Engineering Molecules to Track and Attack Cancer
Most of today's anti-cancer drugs are far from specific in attacking tumors. Rather, they are poisons that tend to kill cancer cells more than normal cells. Thus, besides failing to be specifically deadly to cancers, they can cause severe side effects.
Fortunately, cancer researchers are rapidly progressing to more targeted treatments, and AIRC scientists are pioneering such new approaches, as well as diagnostic tracers that more effectively reveal cancers.
For example, AIRC researchers are developing peptoids as basic targeting molecules for diagnosing and treating cancers (Gomika Udugamasooriya). Peptoids are slight molecular rearrangements of peptides, short amino acid chains that are fundamental components of cells. This subtle structural difference gives peptoids an enormous advantage as biologically amenable synthetic molecules, as well as carriers of molecular cargo into the cell. Unlike peptides, they are ignored by the body's protective immune system and can circulate in the bloodstream without being degraded. However, they are like peptides in that they readily bind to and are absorbed by the cells that they target.

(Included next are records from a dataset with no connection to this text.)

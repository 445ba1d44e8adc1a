use super::{AppError, AppResult, AppState, JsonResponse};
use axum::{
    extract::{MatchedPath, Path, Request, State},
    http::{header, HeaderMap, HeaderName, HeaderValue},
    middleware::{self, Next},
    response::{IntoResponse, Json, Response},
    routing::get,
    Router,
};
use chrono::{DateTime, Utc};
use insight_core::{DependencyStatus, ErrorClass, InsightResult, RequestContext};
use serde::Serialize;
use std::time::Instant;
use tracing::{error, info, info_span, warn, Instrument};

static REQUEST_ID: HeaderName = HeaderName::from_static("x-request-id");

pub fn create_router(state: AppState) -> Router {
    Router::new()
        .route("/v1/insights/:customer_id", get(get_insight))
        .route("/healthz", get(healthz))
        .route("/readyz", get(readyz))
        .route("/metrics", get(metrics))
        .route_layer(middleware::from_fn_with_state(state.clone(), track_http))
        .with_state(state)
}

/// Count and time every routed request.
async fn track_http(State(state): State<AppState>, req: Request, next: Next) -> Response {
    let start = Instant::now();
    let method = req.method().to_string();
    let route = req
        .extensions()
        .get::<MatchedPath>()
        .map(|p| p.as_str().to_string())
        .unwrap_or_else(|| "unmatched".to_string());

    let response = next.run(req).await;
    state
        .metrics
        .observe_http(&route, &method, response.status().as_u16(), start.elapsed());
    response
}

// ── Insights ───────────────────────────────────────────────────────────────────

#[derive(Serialize)]
#[serde(rename_all = "camelCase")]
struct InsightResponse {
    customer_id: String,
    insight: String,
    generated_at: DateTime<Utc>,
    meta: InsightMeta,
}

#[derive(Serialize)]
struct InsightMeta {
    cached: bool,
}

impl From<InsightResult> for InsightResponse {
    fn from(result: InsightResult) -> Self {
        Self {
            customer_id: result.customer_id,
            insight: result.insight,
            generated_at: result.generated_at,
            meta: InsightMeta {
                cached: result.cached,
            },
        }
    }
}

/// Caller-supplied request id, or a fresh one.
fn request_id(headers: &HeaderMap) -> String {
    headers
        .get(&REQUEST_ID)
        .and_then(|v| v.to_str().ok())
        .filter(|v| !v.is_empty())
        .map(str::to_string)
        .unwrap_or_else(|| uuid::Uuid::now_v7().to_string())
}

/// GET /v1/insights/:customer_id
async fn get_insight(
    State(state): State<AppState>,
    Path(customer_id): Path<String>,
    headers: HeaderMap,
) -> Response {
    let start = Instant::now();
    let request_id = request_id(&headers);
    let ctx = RequestContext::with_timeout(state.request_timeout);
    let span = info_span!("insight_request", request_id = %request_id, customer_id = %customer_id);

    let outcome = state
        .engine
        .generate(&ctx, &customer_id)
        .instrument(span)
        .await;
    let mut response = match outcome {
        Ok(result) => {
            info!(
                customer_id = %customer_id,
                request_id = %request_id,
                cached = result.cached,
                latency_ms = start.elapsed().as_millis() as u64,
                "insight generated"
            );
            Json(JsonResponse::ok(InsightResponse::from(result))).into_response()
        }
        Err(e) => {
            let latency_ms = start.elapsed().as_millis() as u64;
            let err = AppError::from(e);
            let status = err.status().as_u16();
            match &err {
                AppError::Insight(inner) if inner.class() == ErrorClass::InvalidInput => {
                    warn!(customer_id = %customer_id, request_id = %request_id, "invalid customerId");
                }
                AppError::Insight(inner) => {
                    error!(
                        customer_id = %customer_id,
                        request_id = %request_id,
                        error = %inner,
                        status,
                        latency_ms,
                        "insight request failed"
                    );
                }
                AppError::Internal(inner) => {
                    error!(request_id = %request_id, error = %inner, status, "insight request failed");
                }
            }
            err.into_response()
        }
    };

    if let Ok(value) = HeaderValue::from_str(&request_id) {
        response.headers_mut().insert(REQUEST_ID.clone(), value);
    }
    response
}

// ── Health ─────────────────────────────────────────────────────────────────────

async fn healthz() -> &'static str {
    "ok"
}

#[derive(Serialize)]
struct ReadyResponse {
    status: &'static str,
    uptime_secs: u64,
    cache_entries: usize,
    dependencies: Vec<DependencyStatus>,
}

/// GET /readyz. Always 200 while serving; reports per-dependency protection state.
async fn readyz(State(state): State<AppState>) -> Json<JsonResponse<ReadyResponse>> {
    Json(JsonResponse::ok(ReadyResponse {
        status: "ready",
        uptime_secs: state.start_time.elapsed().as_secs(),
        cache_entries: state.engine.cache().len(),
        dependencies: state.engine.dependency_status(),
    }))
}

/// GET /metrics (Prometheus text exposition)
async fn metrics(State(state): State<AppState>) -> AppResult<Response> {
    state.metrics.update_gauges(
        &state.engine.dependency_status(),
        state.engine.cache().len(),
        state.start_time.elapsed(),
    );
    let body = state
        .metrics
        .encode()
        .map_err(|e| anyhow::anyhow!("metrics encoding failed: {}", e))?;

    Ok((
        [(
            header::CONTENT_TYPE,
            "application/openmetrics-text; version=1.0.0; charset=utf-8",
        )],
        body,
    )
        .into_response())
}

The researchers are creating libraries of hundreds of thousands of peptoids and screening them to find those that target cancer cells. And, they are developing techniques to attach to these peptoids cancer-killing molecules and MRI imaging agents for cancer diagnosis.
Other AIRC researchers are developing methods to use sub-microscopic nanoparticles called lipoproteins, as well as lipid bubbles called liposomes, to target drugs to liver cancer cells (Ian Corbin). Since lipoproteins are the usual way the body delivers lipids to cells, they are readily absorbed by cells. And since they are natural components of the bloodstream, they are not attacked and degraded by the body's defense mechanism.
The researchers are also engineering synthetic nanoparticles called dendimers to target and deliver MRI imaging molecules to liver cancers (Corbin, Udugamasooriya). Their aim is to design dendimers that could enable clinicians to distinguish liver cancers from noncancerous cirrhotic nodules.
New PET Tracers
Researchers are also developing new tracers to image prostate cancer and pancreatic cells in the analytical techniques positron emission tomography (PET) and single photon emission computed tomography (SPECT) (Xiankai Sun).
In PET, a biologically active radioactive tracer is injected into the body and its tissue concentration mapped by detecting gamma rays that arise from tracer-emitted positrons annihilating with electrons. The analytical technique SPECT also involves detecting gamma rays, but they are directly emitted by a different type of radioactive tracer. In both techniques, mapping of emissions enables construction of images showing real-time tracer distribution in vivo.
These new PET and SPECT imaging probes are based on versatile molecular "scaffolds" that carry a radiolabel, onto which could be attached a variety of biomolecules of interest that target a particular cell or biological process. The researchers are developing imaging probes to reveal prostate cancer metastases and pancreatic beta cells, to enable monitoring of the progression of diabetes and its treatment.
Other AIRC researchers are developing techniques to explore copper metabolism in the body non-invasively with PET (Fangyu Peng). They are using the 64copper radioisotope as a PET tracer to explore copper's role in liver and prostate cancers, as well as in Alzheimer's disease, neuroinflammatory diseases, and the genetic disorder Wilson's disease. Their cancer studies aim at determining whether copper metabolism can be a useful imaging biomarker for cancers, as well as the basis for possible new treatments.